Intelligence is usually seen as the ability to think & learn, but in a rapidly changing world, there’s another set of cognitive skills that might matter more: the ability to rethink & unlearn. In our daily lives, too many of us favor the comfort of conviction over the discomfort of doubt. We listen to opinions that make us feel good, instead of ideas that make us think hard. We see disagreement as a threat to our egos, rather than an opportunity to learn. We surround ourselves with people who agree with our conclusions, when we should be gravitating toward those who challenge our thought process. The result is that our beliefs get brittle long before our bones. We think too much like preachers defending our sacred beliefs, prosecutors proving the other side wrong, and politicians campaigning for approval – & too little like scientists searching for truth. Intelligence is no cure, and it can even be a curse: being good at thinking can make us worse at rethinking. The brighter we are, the blinder to our own limitations we can become.

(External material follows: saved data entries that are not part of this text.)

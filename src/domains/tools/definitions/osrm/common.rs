//! Common types and helpers shared across the OSRM tools.
//!
//! This module holds the argument types every routing tool uses
//! (coordinates, profile), the encoders for OSRM's path conventions, and the
//! helpers that turn results into MCP tool output.

use std::fmt;
use std::sync::Arc;

use futures::FutureExt;
use rmcp::{
    ErrorData as McpError,
    handler::server::tool::{ToolCallContext, ToolRoute},
    model::{CallToolResult, Content, Tool},
};
use schemars::JsonSchema;
use serde::{Deserialize, Serialize, de::DeserializeOwned};
use tracing::warn;

use crate::domains::tools::ToolError;
use crate::domains::tools::dispatcher::{OsrmDispatcher, OsrmOperation};

/// Minimum number of coordinates accepted by `route` and `table`.
pub const MIN_COORDINATES: usize = 2;

// ============================================================================
// Argument Types
// ============================================================================

/// A `[longitude, latitude]` pair.
///
/// Values are passed through as given; range checking is left to the
/// routing engine.
#[derive(Debug, Clone, Copy, PartialEq, Serialize, Deserialize, JsonSchema)]
pub struct Coordinate(
    /// Longitude
    pub f64,
    /// Latitude
    pub f64,
);

impl Coordinate {
    pub fn new(longitude: f64, latitude: f64) -> Self {
        Self(longitude, latitude)
    }

    pub fn longitude(&self) -> f64 {
        self.0
    }

    pub fn latitude(&self) -> f64 {
        self.1
    }
}

/// Renders as OSRM's `lon,lat`.
impl fmt::Display for Coordinate {
    fn fmt(&self, f: &mut fmt::Formatter<'_>) -> fmt::Result {
        write!(f, "{},{}", self.0, self.1)
    }
}

/// Travel mode used by the routing engine.
#[derive(Debug, Clone, Copy, Default, PartialEq, Eq, Serialize, Deserialize, JsonSchema)]
#[serde(rename_all = "lowercase")]
pub enum Profile {
    #[default]
    Driving,
    Walking,
    Cycling,
}

impl Profile {
    pub fn as_str(&self) -> &'static str {
        match self {
            Self::Driving => "driving",
            Self::Walking => "walking",
            Self::Cycling => "cycling",
        }
    }
}

impl fmt::Display for Profile {
    fn fmt(&self, f: &mut fmt::Formatter<'_>) -> fmt::Result {
        f.write_str(self.as_str())
    }
}

// ============================================================================
// Encoders
// ============================================================================

/// Join coordinates as `lon,lat;lon,lat;...`, keeping input order.
pub fn encode_coordinates(coordinates: &[Coordinate]) -> String {
    coordinates
        .iter()
        .map(Coordinate::to_string)
        .collect::<Vec<_>>()
        .join(";")
}

/// Join indices as `i1;i2;...`, keeping input order.
pub fn encode_indices(indices: &[usize]) -> String {
    indices
        .iter()
        .map(usize::to_string)
        .collect::<Vec<_>>()
        .join(";")
}

/// Reject coordinate lists shorter than [`MIN_COORDINATES`].
pub fn require_coordinates(tool: &str, coordinates: &[Coordinate]) -> Result<(), ToolError> {
    if coordinates.len() < MIN_COORDINATES {
        return Err(ToolError::invalid_arguments(format!(
            "'{}' needs at least {} coordinates, got {}",
            tool,
            MIN_COORDINATES,
            coordinates.len()
        )));
    }
    Ok(())
}

/// Deserialize tool arguments into their typed parameter struct.
pub fn parse_params<P: DeserializeOwned>(arguments: serde_json::Value) -> Result<P, ToolError> {
    serde_json::from_value(arguments).map_err(|e| ToolError::invalid_arguments(e.to_string()))
}

// ============================================================================
// Results
// ============================================================================

/// Create an error result; the text is prefixed with `Error: `.
pub fn error_result(message: &str) -> CallToolResult {
    warn!("{}", message);
    CallToolResult::error(vec![Content::text(format!("Error: {}", message))])
}

/// Create a success result with text content.
pub fn success_result(content: String) -> CallToolResult {
    CallToolResult::success(vec![Content::text(content)])
}

/// Result for a tool name that is not in the catalog.
pub fn unknown_tool_result(name: &str) -> CallToolResult {
    CallToolResult::error(vec![Content::text(format!("Unknown tool: {}", name))])
}

// ============================================================================
// Routing
// ============================================================================

/// Build the rmcp route for one operation.
///
/// Arguments are parsed into `P`, wrapped into an [`OsrmOperation`] and handed
/// to the dispatcher.
pub fn dispatch_route<S, P>(
    tool: Tool,
    dispatcher: Arc<OsrmDispatcher>,
    wrap: fn(P) -> OsrmOperation,
) -> ToolRoute<S>
where
    S: Send + Sync + 'static,
    P: DeserializeOwned + Send + 'static,
{
    ToolRoute::new_dyn(tool, move |ctx: ToolCallContext<'_, S>| {
        let args = ctx.arguments.clone().unwrap_or_default();
        let dispatcher = dispatcher.clone();
        async move {
            let params: P =
                parse_params(serde_json::Value::Object(args)).map_err(McpError::from)?;
            dispatcher.dispatch(wrap(params)).await.map_err(McpError::from)
        }
        .boxed()
    })
}

#[cfg(test)]
mod tests {
    use super::*;
    use rmcp::model::RawContent;

    fn text_of(result: &CallToolResult) -> &str {
        match &result.content[0].raw {
            RawContent::Text(text) => &text.text,
            _ => panic!("Expected text content"),
        }
    }

    #[test]
    fn test_encode_coordinates_order_and_separators() {
        let coordinates = vec![
            Coordinate::new(13.388860, 52.517037),
            Coordinate::new(13.397634, 52.529407),
            Coordinate::new(13.428555, 52.523219),
            Coordinate::new(13.388860, 52.517037),
        ];
        let encoded = encode_coordinates(&coordinates);
        assert_eq!(encoded.matches(';').count(), coordinates.len() - 1);
        assert_eq!(
            encoded,
            "13.38886,52.517037;13.397634,52.529407;13.428555,52.523219;13.38886,52.517037"
        );
    }

    #[test]
    fn test_encode_coordinates_integers_and_negatives() {
        let coordinates = vec![Coordinate::new(-74.0, 40.5), Coordinate::new(2.0, -33.25)];
        assert_eq!(encode_coordinates(&coordinates), "-74,40.5;2,-33.25");
    }

    #[test]
    fn test_encode_indices() {
        assert_eq!(encode_indices(&[0, 2]), "0;2");
        assert_eq!(encode_indices(&[3]), "3");
        assert_eq!(encode_indices(&[]), "");
    }

    #[test]
    fn test_coordinate_from_json_pair() {
        let c: Coordinate = serde_json::from_str("[13.4, 52.5]").unwrap();
        assert_eq!(c.longitude(), 13.4);
        assert_eq!(c.latitude(), 52.5);

        assert!(serde_json::from_str::<Coordinate>("[13.4]").is_err());
        assert!(serde_json::from_str::<Coordinate>("[13.4, 52.5, 7.0]").is_err());
        assert!(serde_json::from_str::<Coordinate>(r#"["13.4", 52.5]"#).is_err());
    }

    #[test]
    fn test_profile_default_and_names() {
        assert_eq!(Profile::default(), Profile::Driving);
        let p: Profile = serde_json::from_str(r#""cycling""#).unwrap();
        assert_eq!(p.as_str(), "cycling");
        assert!(serde_json::from_str::<Profile>(r#""flying""#).is_err());
    }

    #[test]
    fn test_require_coordinates() {
        assert!(require_coordinates("route", &[Coordinate::new(1.0, 2.0)]).is_err());
        assert!(
            require_coordinates("route", &[Coordinate::new(1.0, 2.0), Coordinate::new(3.0, 4.0)])
                .is_ok()
        );
    }

    #[test]
    fn test_result_shapes() {
        let err = error_result("boom");
        assert_eq!(text_of(&err), "Error: boom");
        assert_eq!(err.is_error, Some(true));

        let unknown = unknown_tool_result("foo");
        assert_eq!(text_of(&unknown), "Unknown tool: foo");

        let ok = success_result("{}".to_string());
        assert_eq!(text_of(&ok), "{}");
        assert!(!ok.is_error.unwrap_or(false));
    }
}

Organizational psychologist, Adam Grant, is an expert on opening other people’s minds – & our own. As Wharton’s top-rated professor & the bestselling author of Originals & Give and Take, he makes it one of his guiding principles to argue like he’s right but listen like he’s wrong. With bold ideas & rigorous evidence, he investigates how we can embrace the joy of being wrong, bring nuance to charged conversations, & build schools, workplaces, & communities of lifelong learners. You’ll learn how an international debate champion wins arguments, a Black musician persuades white supremacists to abandon hate, a vaccine whisperer convinces concerned parents to immunize their children, & Adam has coaxed Yankees fans to root for the Red Sox. Think Again reveals that we don’t have to believe everything we think or internalize everything we feel. It’s an invitation to let go of views that are no longer serving us well & prize mental flexibility over foolish consistency. If knowledge is power, knowing what we don’t know is wisdom.